[DATA IN THIS EXERCISE]

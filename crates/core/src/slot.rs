//! Typed view over slot entries in the `slots` mapping of the settings document.
//!
//! Slots are read leniently: missing or malformed fields degrade to defaults
//! rather than rejecting the entry, so one bad slot never blocks the others.

use chrono::{DateTime, TimeDelta};
use chrono_tz::Tz;
use serde_json::Value;

use crate::time::{parse_local, shift_local, today_at, FALLBACK_START_HOUR, SENTINEL_TIMESTAMP};

/// Document holding the `slots` mapping.
pub const SETTINGS_PATH: &str = "settings";
pub const SLOTS_FIELD: &str = "slots";

pub const ENABLED_FIELD: &str = "enabled";
pub const SLOT_START_FIELD: &str = "slot_start";
pub const SLOT_END_FIELD: &str = "slot_end";
pub const FREQUENCY_FIELD: &str = "frequency";
pub const LAST_UPDATE_FIELD: &str = "last_update";

/// How far a slot's window moves on each shift.
#[derive(Debug, Clone, Copy, PartialEq, Eq, Default)]
pub enum Frequency {
    #[default]
    Daily,
    ThreeDay,
}

impl Frequency {
    /// Case-insensitive; anything other than `3day` is daily.
    pub fn parse(value: &str) -> Self {
        if value.eq_ignore_ascii_case("3day") {
            Frequency::ThreeDay
        } else {
            Frequency::Daily
        }
    }

    pub fn from_value(value: Option<&Value>) -> Self {
        value
            .and_then(Value::as_str)
            .map(Self::parse)
            .unwrap_or_default()
    }

    pub fn period(self) -> TimeDelta {
        match self {
            Frequency::Daily => TimeDelta::days(1),
            Frequency::ThreeDay => TimeDelta::days(3),
        }
    }
}

/// A slot entry as read from the datastore.
///
/// Timestamp fields hold the raw stored text. A present but non-string value
/// is kept as its JSON text so it fails to parse like any other malformed value.
#[derive(Debug, Clone, PartialEq)]
pub struct Slot {
    pub id: String,
    pub enabled: bool,
    pub slot_start: Option<String>,
    pub slot_end: Option<String>,
    pub frequency: Frequency,
    pub last_update: Option<String>,
}

impl Slot {
    /// Returns `None` when the entry is not a JSON object.
    pub fn from_entry(id: &str, entry: &Value) -> Option<Self> {
        let fields = entry.as_object()?;
        Some(Self {
            id: id.to_string(),
            enabled: fields.get(ENABLED_FIELD).is_some_and(is_truthy),
            slot_start: fields.get(SLOT_START_FIELD).map(raw_text),
            slot_end: fields.get(SLOT_END_FIELD).map(raw_text),
            frequency: Frequency::from_value(fields.get(FREQUENCY_FIELD)),
            last_update: fields.get(LAST_UPDATE_FIELD).map(raw_text),
        })
    }

    /// Time of the last shift, or `now` when it was never recorded or is unreadable.
    pub fn last_update_at(&self, tz: Tz, now: &DateTime<Tz>) -> DateTime<Tz> {
        self.last_update
            .as_deref()
            .filter(|s| !s.is_empty())
            .and_then(|s| parse_local(tz, s).ok())
            .unwrap_or(*now)
    }

    /// Time elapsed since the last shift; zero when the last shift is unknown.
    pub fn elapsed_since_update(&self, tz: Tz, now: &DateTime<Tz>) -> TimeDelta {
        *now - self.last_update_at(tz, now)
    }

    /// Start and end of the current window with fallbacks applied.
    ///
    /// A missing boundary becomes [`SENTINEL_TIMESTAMP`]. A malformed start
    /// becomes today at 09:00; a malformed end becomes start + 1 day.
    pub fn window(&self, tz: Tz, now: &DateTime<Tz>) -> (DateTime<Tz>, DateTime<Tz>) {
        let start = match parse_local(tz, self.slot_start.as_deref().unwrap_or(SENTINEL_TIMESTAMP)) {
            Ok(start) => start,
            Err(_) => today_at(now, FALLBACK_START_HOUR),
        };
        let end = match parse_local(tz, self.slot_end.as_deref().unwrap_or(SENTINEL_TIMESTAMP)) {
            Ok(end) => end,
            Err(_) => shift_local(&start, TimeDelta::days(1)),
        };
        (start, end)
    }

    /// End of the window for lock checks. `None` when the stored end is
    /// malformed; a missing end reads as the sentinel.
    pub fn lock_deadline(&self, tz: Tz) -> Option<DateTime<Tz>> {
        parse_local(tz, self.slot_end.as_deref().unwrap_or(SENTINEL_TIMESTAMP)).ok()
    }
}

/// Loose truthiness of a stored JSON value: `null`, `false`, `0`, `""`,
/// `[]` and `{}` are false, everything else true.
pub fn is_truthy(value: &Value) -> bool {
    match value {
        Value::Null => false,
        Value::Bool(b) => *b,
        Value::Number(n) => n.as_f64().is_some_and(|f| f != 0.0),
        Value::String(s) => !s.is_empty(),
        Value::Array(a) => !a.is_empty(),
        Value::Object(o) => !o.is_empty(),
    }
}

/// A read that returned nothing usable.
pub fn is_empty_document(value: &Value) -> bool {
    !is_truthy(value)
}

fn raw_text(value: &Value) -> String {
    match value {
        Value::String(s) => s.clone(),
        other => other.to_string(),
    }
}

#[cfg(test)]
mod tests {
    use super::*;
    use crate::time::format_local;
    use chrono_tz::Asia::Kolkata;
    use serde_json::json;

    fn now() -> DateTime<Tz> {
        parse_local(Kolkata, "2024-06-15 14:20:00").unwrap()
    }

    #[test]
    fn frequency_mapping() {
        assert_eq!(Frequency::parse("3day"), Frequency::ThreeDay);
        assert_eq!(Frequency::parse("3DAY"), Frequency::ThreeDay);
        assert_eq!(Frequency::parse("daily"), Frequency::Daily);
        assert_eq!(Frequency::parse("weekly"), Frequency::Daily);
        assert_eq!(Frequency::from_value(None), Frequency::Daily);
        assert_eq!(Frequency::from_value(Some(&json!(3))), Frequency::Daily);
        assert_eq!(Frequency::ThreeDay.period(), TimeDelta::days(3));
        assert_eq!(Frequency::Daily.period(), TimeDelta::days(1));
    }

    #[test]
    fn non_object_entry_is_not_a_slot() {
        assert!(Slot::from_entry("A", &json!("legacy")).is_none());
        assert!(Slot::from_entry("A", &json!(null)).is_none());
    }

    #[test]
    fn enabled_uses_truthiness() {
        let slot = |enabled: Value| Slot::from_entry("A", &json!({ "enabled": enabled })).unwrap();
        assert!(slot(json!(true)).enabled);
        assert!(slot(json!(1)).enabled);
        assert!(slot(json!("yes")).enabled);
        assert!(!slot(json!(false)).enabled);
        assert!(!slot(json!(0)).enabled);
        assert!(!slot(json!("")).enabled);
        assert!(!Slot::from_entry("A", &json!({})).unwrap().enabled);
    }

    #[test]
    fn unknown_last_update_means_no_time_elapsed() {
        for raw in [json!({}), json!({ "last_update": "" }), json!({ "last_update": "yesterday" })] {
            let slot = Slot::from_entry("A", &raw).unwrap();
            assert_eq!(slot.elapsed_since_update(Kolkata, &now()), TimeDelta::zero());
        }
    }

    #[test]
    fn window_fallbacks() {
        let missing = Slot::from_entry("A", &json!({})).unwrap();
        let (start, end) = missing.window(Kolkata, &now());
        assert_eq!(format_local(&start), SENTINEL_TIMESTAMP);
        assert_eq!(format_local(&end), SENTINEL_TIMESTAMP);

        let malformed = Slot::from_entry(
            "A",
            &json!({ "slot_start": "garbage", "slot_end": 12345 }),
        )
        .unwrap();
        let (start, end) = malformed.window(Kolkata, &now());
        assert_eq!(format_local(&start), "2024-06-15 09:00:00");
        assert_eq!(format_local(&end), "2024-06-16 09:00:00");
    }

    #[test]
    fn lock_deadline_skips_malformed_end() {
        let malformed = Slot::from_entry("A", &json!({ "slot_end": "soon" })).unwrap();
        assert!(malformed.lock_deadline(Kolkata).is_none());

        let missing = Slot::from_entry("A", &json!({})).unwrap();
        let deadline = missing.lock_deadline(Kolkata).unwrap();
        assert_eq!(format_local(&deadline), SENTINEL_TIMESTAMP);
    }

    #[test]
    fn empty_documents() {
        for empty in [json!(null), json!({}), json!([]), json!(""), json!(0), json!(false)] {
            assert!(is_empty_document(&empty), "{empty} should be empty");
        }
        assert!(!is_empty_document(&json!({ "slots": {} })));
    }
}
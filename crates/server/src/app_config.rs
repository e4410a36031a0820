//! Application configuration builders.
//!
//! Constructs the datastore client and rotation engine from `Config`.

use std::sync::Arc;

use tracing::info;

use slotkeeper_engine::{Rotation, RotationSettings};
use slotkeeper_store::{DocumentStore, HttpDocumentStore};

/// Load configuration from `.env` and environment variables.
pub fn load_config(profile: Option<&str>) -> slotkeeper_core::Config {
    match profile {
        Some(p) => slotkeeper_core::Config::for_profile(p),
        None => slotkeeper_core::Config::from_env(),
    }
}

/// Build the rotation engine against the configured HTTP datastore.
pub fn build_rotation(config: &slotkeeper_core::Config) -> anyhow::Result<Rotation> {
    let settings = RotationSettings::from_config(&config.schedule)?;
    let store: Arc<dyn DocumentStore> = Arc::new(HttpDocumentStore::from_config(&config.datastore)?);
    info!(
        backend = store.backend_name(),
        timezone = %settings.tz,
        "Rotation engine ready"
    );
    Ok(Rotation::new(store, settings))
}
//! REST document store client.
//!
//! Documents live at `<root>/<path>.json`; the root document itself is
//! `<root>/.json`. Only HTTP 200 counts as success.

use std::time::Duration;

use reqwest::StatusCode;
use serde_json::Value;

use slotkeeper_core::config::DatastoreConfig;

use crate::traits::{DocumentStore, StoreError};

/// Talks to the document store over HTTP.
#[derive(Debug)]
pub struct HttpDocumentStore {
    /// Root URL without trailing slash.
    base_url: String,
    /// Sent as the `auth` query parameter when set.
    auth_token: Option<String>,
    /// Shared HTTP client (connection pooling).
    client: reqwest::Client,
}

impl HttpDocumentStore {
    /// Create a client for the store rooted at `base_url`.
    ///
    /// `timeout` of `None` leaves requests unbounded.
    pub fn new(
        base_url: &str,
        auth_token: Option<String>,
        timeout: Option<Duration>,
    ) -> Result<Self, StoreError> {
        let trimmed = base_url.trim().trim_end_matches('/');
        if !(trimmed.starts_with("http://") || trimmed.starts_with("https://")) {
            return Err(StoreError::Config(format!(
                "datastore URL must be http(s): {base_url}"
            )));
        }

        let mut builder = reqwest::Client::builder();
        if let Some(timeout) = timeout {
            builder = builder.timeout(timeout);
        }

        Ok(Self {
            base_url: trimmed.to_string(),
            auth_token,
            client: builder.build()?,
        })
    }

    pub fn from_config(config: &DatastoreConfig) -> Result<Self, StoreError> {
        Self::new(&config.url, config.auth_token.clone(), config.timeout())
    }

    /// URL of the document at `path`.
    pub fn document_url(&self, path: &str) -> String {
        let path = path.trim_matches('/');
        if path.is_empty() {
            format!("{}/.json", self.base_url)
        } else {
            format!("{}/{}.json", self.base_url, path)
        }
    }

    fn request(&self, method: reqwest::Method, path: &str) -> reqwest::RequestBuilder {
        let request = self.client.request(method, self.document_url(path));
        match &self.auth_token {
            Some(token) => request.query(&[("auth", token.as_str())]),
            None => request,
        }
    }

    async fn expect_ok(&self, path: &str, response: reqwest::Response) -> Result<String, StoreError> {
        let status = response.status();
        let body = response
            .text()
            .await
            .unwrap_or_else(|_| "<unreadable body>".to_string());

        if status != StatusCode::OK {
            tracing::warn!(path, %status, body = %body, "datastore returned non-200 status");
            return Err(StoreError::Status {
                status: status.as_u16(),
                body,
            });
        }
        Ok(body)
    }
}

#[async_trait::async_trait]
impl DocumentStore for HttpDocumentStore {
    async fn fetch_document(&self, path: &str) -> Result<Value, StoreError> {
        let response = self.request(reqwest::Method::GET, path).send().await?;
        let body = self.expect_ok(path, response).await?;
        tracing::debug!(path, bytes = body.len(), "datastore document fetched");
        Ok(serde_json::from_str(&body)?)
    }

    async fn patch_document(&self, path: &str, fields: &Value) -> Result<(), StoreError> {
        let response = self
            .request(reqwest::Method::PATCH, path)
            .json(fields)
            .send()
            .await?;
        self.expect_ok(path, response).await?;
        tracing::debug!(path, "datastore document patched");
        Ok(())
    }

    fn backend_name(&self) -> &str {
        "http"
    }
}

#[cfg(test)]
mod tests {
    use super::*;

    fn store(url: &str) -> HttpDocumentStore {
        HttpDocumentStore::new(url, None, None).unwrap()
    }

    #[test]
    fn document_urls() {
        let s = store("https://example-rtdb.firebaseio.com/");
        assert_eq!(s.document_url("settings"), "https://example-rtdb.firebaseio.com/settings.json");
        assert_eq!(s.document_url(""), "https://example-rtdb.firebaseio.com/.json");
        assert_eq!(s.document_url("/cred1"), "https://example-rtdb.firebaseio.com/cred1.json");
    }

    #[test]
    fn trailing_slash_is_optional() {
        let a = store("http://localhost:9000");
        let b = store("http://localhost:9000///");
        assert_eq!(a.document_url("settings"), b.document_url("settings"));
    }

    #[test]
    fn rejects_non_http_url() {
        let result = HttpDocumentStore::new("ftp://example.com", None, None);
        match result.unwrap_err() {
            StoreError::Config(msg) => assert!(msg.contains("ftp://example.com")),
            other => panic!("expected Config error, got: {other:?}"),
        }
    }

    #[test]
    fn from_config_keeps_token() {
        let config = DatastoreConfig {
            url: "https://example.com/".to_string(),
            auth_token: Some("token".to_string()),
            timeout_secs: 3,
        };
        let s = HttpDocumentStore::from_config(&config).unwrap();
        assert_eq!(s.auth_token.as_deref(), Some("token"));
        assert_eq!(s.backend_name(), "http");
    }
}
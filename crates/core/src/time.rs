//! Timestamp helpers for the fixed civil time zone slots are stored in.
//!
//! Stored timestamps carry no offset. Every parse and format goes through an
//! explicit [`Tz`] so nothing depends on the host's local zone.

use chrono::{DateTime, Datelike, NaiveDateTime, TimeDelta, TimeZone};
use chrono_tz::Tz;

use crate::error::CoreError;

/// Literal layout of every persisted timestamp.
pub const TIMESTAMP_FORMAT: &str = "%Y-%m-%d %H:%M:%S";

/// Stand-in for a slot boundary that was never written.
pub const SENTINEL_TIMESTAMP: &str = "9999-12-31 09:00:00";

/// Last year [`TIMESTAMP_FORMAT`] renders as four digits.
pub const MAX_STORED_YEAR: i32 = 9999;

/// Hour a malformed slot start falls back to on the current day.
pub const FALLBACK_START_HOUR: u32 = 9;

/// Parse a stored timestamp as wall-clock time in `tz`.
///
/// Ambiguous wall-clock times (DST fall-back) resolve to the earlier instant.
/// Times that do not exist in `tz` (DST spring-forward gap) are rejected.
pub fn parse_local(tz: Tz, value: &str) -> Result<DateTime<Tz>, CoreError> {
    let naive = NaiveDateTime::parse_from_str(value, TIMESTAMP_FORMAT).map_err(|e| {
        CoreError::InvalidTimestamp {
            value: value.to_string(),
            reason: e.to_string(),
        }
    })?;
    localize(tz, naive).ok_or_else(|| CoreError::InvalidTimestamp {
        value: value.to_string(),
        reason: format!("local time does not exist in {tz}"),
    })
}

pub fn format_local(dt: &DateTime<Tz>) -> String {
    dt.format(TIMESTAMP_FORMAT).to_string()
}

pub fn localize(tz: Tz, naive: NaiveDateTime) -> Option<DateTime<Tz>> {
    tz.from_local_datetime(&naive).earliest()
}

/// Move `dt` by `delta` on the local wall clock, so a 09:00 window stays at
/// 09:00 across DST transitions. Falls back to absolute arithmetic when the
/// shifted wall-clock time does not exist.
///
/// A shift that would leave [`MAX_STORED_YEAR`] returns `dt` unchanged, so the
/// sentinel is written back as is.
pub fn shift_local(dt: &DateTime<Tz>, delta: TimeDelta) -> DateTime<Tz> {
    let Some(naive) = dt.naive_local().checked_add_signed(delta) else {
        return *dt;
    };
    if naive.year() > MAX_STORED_YEAR {
        return *dt;
    }
    localize(dt.timezone(), naive).unwrap_or(*dt + delta)
}

/// `now`'s calendar day at `hour`:00:00 in `now`'s zone.
pub fn today_at(now: &DateTime<Tz>, hour: u32) -> DateTime<Tz> {
    now.date_naive()
        .and_hms_opt(hour, 0, 0)
        .and_then(|naive| localize(now.timezone(), naive))
        .unwrap_or(*now)
}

[/DATA IN THIS EXERCISE]

● **PROBLEM REQUIREMENTS**
Look through the entries, and return every line that the word "Duration" appears in.

● **EXPECTED ANSWER**
use std::time::Duration;
        timeout: Option<Duration>,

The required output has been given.